Service releases of previously approved major and minor releases of third party content do not require a CQ. 

The actual change for those of us who have been around a while is that piggyback CQs are no longer required. If the content has been "approved" or "license_certified" previously for anybody, then your project can use it without requiring a new CQ. This is not true for "work with" CQ. Note also that there are some rare cases where an approval has limitations. There are, for example, some CQs that approve the use of content for one specific project (this usually follows a board resolution that permits it).
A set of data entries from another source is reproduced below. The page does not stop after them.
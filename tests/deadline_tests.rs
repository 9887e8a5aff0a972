use chrono::{Duration, NaiveDate, NaiveDateTime};
use workplan::calculations::deadline::deadline_overrun;
use workplan::calculations::{DeadlineSettings, critical_path_tasks, suggest_compression, tasks_at_risk};
use workplan::resource::Resource;
use workplan::schedule::ScheduledTask;
use workplan::task::{PRIORITY_HIGH, PRIORITY_LOW, PRIORITY_MEDIUM, Task};

fn at(day: u32, h: u32) -> NaiveDateTime {
    NaiveDate::from_ymd_opt(2024, 3, day)
        .unwrap()
        .and_hms_opt(h, 0, 0)
        .unwrap()
}

fn placed(id: &str, start: NaiveDateTime, end: NaiveDateTime) -> ScheduledTask {
    ScheduledTask {
        task_id: id.to_string(),
        task_name: id.to_string(),
        resource_id: "R1".to_string(),
        resource_name: "Alice".to_string(),
        start,
        end,
        project_id: "P1".to_string(),
    }
}

fn fixture() -> (Vec<Task>, Vec<ScheduledTask>) {
    let tasks = vec![
        Task::new("T1", "Plan", 8).assigned("R1").with_priority(PRIORITY_HIGH),
        Task::new("T2", "Build", 8).assigned("R1").with_priority(PRIORITY_MEDIUM),
        Task::new("T3", "Ship", 8).with_priority(PRIORITY_LOW),
        Task::new("T4", "Docs", 8).assigned("R2").with_priority(PRIORITY_LOW),
    ];
    let schedule = vec![
        placed("T1", at(4, 9), at(4, 17)),
        placed("T2", at(5, 9), at(5, 17)),
        placed("T3", at(6, 9), at(6, 17)),
        placed("T4", at(5, 9), at(6, 17)),
    ];
    (tasks, schedule)
}

#[test]
fn tasks_ending_after_deadline_midnight_are_at_risk() {
    let (tasks, schedule) = fixture();
    let deadline = NaiveDate::from_ymd_opt(2024, 3, 5).unwrap();
    let ids: Vec<String> = tasks_at_risk(&tasks, &schedule, deadline)
        .into_iter()
        .map(|t| t.id)
        .collect();
    assert_eq!(ids, vec!["T2", "T3", "T4"]);
}

#[test]
fn suggestions_skip_top_priority_and_unassigned() {
    let (tasks, schedule) = fixture();
    let deadline = NaiveDate::from_ymd_opt(2024, 3, 4).unwrap();
    let at_risk = tasks_at_risk(&tasks, &schedule, deadline);
    let resources: Vec<Resource> = ["R1", "R2", "R3", "R4", "R5"]
        .iter()
        .map(|id| Resource::new(*id, *id, "Dev"))
        .collect();

    let suggestions = suggest_compression(&at_risk, &resources, &DeadlineSettings::default());
    let ids: Vec<&str> = suggestions.iter().map(|s| s.task_id.as_str()).collect();
    assert_eq!(ids, vec!["T2", "T4"]);
    assert_eq!(suggestions[0].alternatives, vec!["R2", "R3", "R4"]);
    assert_eq!(suggestions[1].alternatives, vec!["R1", "R3", "R4"]);
}

#[test]
fn sole_resource_gets_no_suggestion() {
    let at_risk = vec![Task::new("T1", "Build", 8).assigned("R1").with_priority(PRIORITY_LOW)];
    let resources = vec![Resource::new("R1", "Alice", "Dev")];
    assert!(suggest_compression(&at_risk, &resources, &DeadlineSettings::default()).is_empty());
}

#[test]
fn critical_path_is_every_task_sharing_latest_end() {
    let (tasks, schedule) = fixture();
    let ids: Vec<String> = critical_path_tasks(&tasks, &schedule).into_iter().map(|t| t.id).collect();
    assert_eq!(ids, vec!["T3", "T4"]);
    assert!(critical_path_tasks(&tasks, &[]).is_empty());
}

#[test]
fn overrun_is_measured_against_original_duration() {
    let (_, schedule) = fixture();
    let reference = at(1, 9);
    // 5 days from reference to original end, so 12h of slack at 10%
    let report = deadline_overrun(&schedule, "P1", at(6, 9), reference, 0.10);
    assert_eq!(report.latest_end, Some(at(6, 17)));
    assert_eq!(report.overrun, Duration::hours(8));
    assert_eq!(report.allowed, Duration::hours(12));
    assert!(report.within_limit());

    let tight = deadline_overrun(&schedule, "P1", at(6, 9), reference, 0.05);
    assert!(!tight.within_limit());
}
This is all "complicated" by the introduction of ClearlyDefined as a trusted source of license information. Check with IPZilla first, and then ClearlyDefined (there are some cases where we don't agree with the ClearlyDefined data). Notwithstanding that, when the conditions are met for content in ClearlyDefined, no CQ is required. If you're not sure whether or not you need a CQ, open a CQ and we'll sort it out.

This is all explained in the handbook.

Of course, check-this-then-check-this-then-check-this is all just plain hard. This is why we created the Dash License Tool, which by all accounts seems to do a pretty good job of sorting it out. Note that it does account for service releases.

You might find this next bit interesting...

Several streams of work have come together and I think that we may be able to automate most the process of vetting third party content!

The experimental-reviews branch provides "review request" functionality that creates review requests for content that is identified as "needs review". The current implementation uses APIs to create an issue against a GitLab repository for each identified library (being relatively careful to avoid duplicates). It's still very experimental. The repository is currently private, so you can't experiment today; we're going to change that next week. To use this feature, you need to get an authentication token from GitLab; you provide the token to the tool and magic just happens. It uses standard GitLab APIs (which is where my early comment about being "relatively careful to avoid duplicates" comes in).

I'm hoping to merge this into the master branch shortly (maybe as early as this weekend). My strong preference is that you will run this from the command line after you've identified that something needs review (please don't use this new feature from CI; give me and the IP Team some time to sort out how the IP Team's process changes before we get inundated).

You may have noticed that I stopped using the term "CQ" when I started talking about this feature. I'm hopeful that we're going to be able to move at least third party reviews entirely off of IPzilla in the relative short term, and we might as well use this opportunity to change the way that we talk about them.

FYI, the tool is also available as a Maven plug-in now. I'm in the process of adding it to repo.eclipse.org. At this point, I'm trying to figure out how to do it myself as a means of testing the documentation. If it takes me more than a few days to make it work, I'll ask Fred for help.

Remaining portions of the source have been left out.